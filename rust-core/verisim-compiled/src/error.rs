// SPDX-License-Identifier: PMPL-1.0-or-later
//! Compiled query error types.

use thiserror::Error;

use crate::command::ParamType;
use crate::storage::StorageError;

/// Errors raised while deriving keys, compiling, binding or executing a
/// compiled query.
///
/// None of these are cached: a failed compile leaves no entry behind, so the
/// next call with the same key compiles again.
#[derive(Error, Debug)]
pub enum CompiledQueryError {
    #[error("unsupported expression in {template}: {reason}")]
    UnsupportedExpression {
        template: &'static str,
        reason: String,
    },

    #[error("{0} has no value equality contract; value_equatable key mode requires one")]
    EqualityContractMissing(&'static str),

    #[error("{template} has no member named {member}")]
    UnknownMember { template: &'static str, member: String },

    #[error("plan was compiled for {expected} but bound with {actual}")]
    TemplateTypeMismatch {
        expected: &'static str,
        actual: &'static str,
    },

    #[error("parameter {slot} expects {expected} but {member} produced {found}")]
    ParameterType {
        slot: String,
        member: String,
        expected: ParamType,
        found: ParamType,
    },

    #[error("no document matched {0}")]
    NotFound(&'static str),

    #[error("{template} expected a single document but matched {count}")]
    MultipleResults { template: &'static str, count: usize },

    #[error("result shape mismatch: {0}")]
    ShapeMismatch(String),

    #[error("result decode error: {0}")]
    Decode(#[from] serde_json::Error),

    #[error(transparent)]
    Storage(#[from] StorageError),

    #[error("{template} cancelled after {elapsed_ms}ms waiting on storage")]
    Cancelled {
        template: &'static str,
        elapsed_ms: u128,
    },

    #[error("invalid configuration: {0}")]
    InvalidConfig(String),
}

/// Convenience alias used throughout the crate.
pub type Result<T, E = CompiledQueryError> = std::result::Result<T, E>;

> **WORK INSTRUCTIONS**
From the entries above, pull out each line that includes "reason".

> **SOLUTION FOR THIS PROBLEM**
    #[error("unsupported expression in {template}: {reason}")]
        reason: String,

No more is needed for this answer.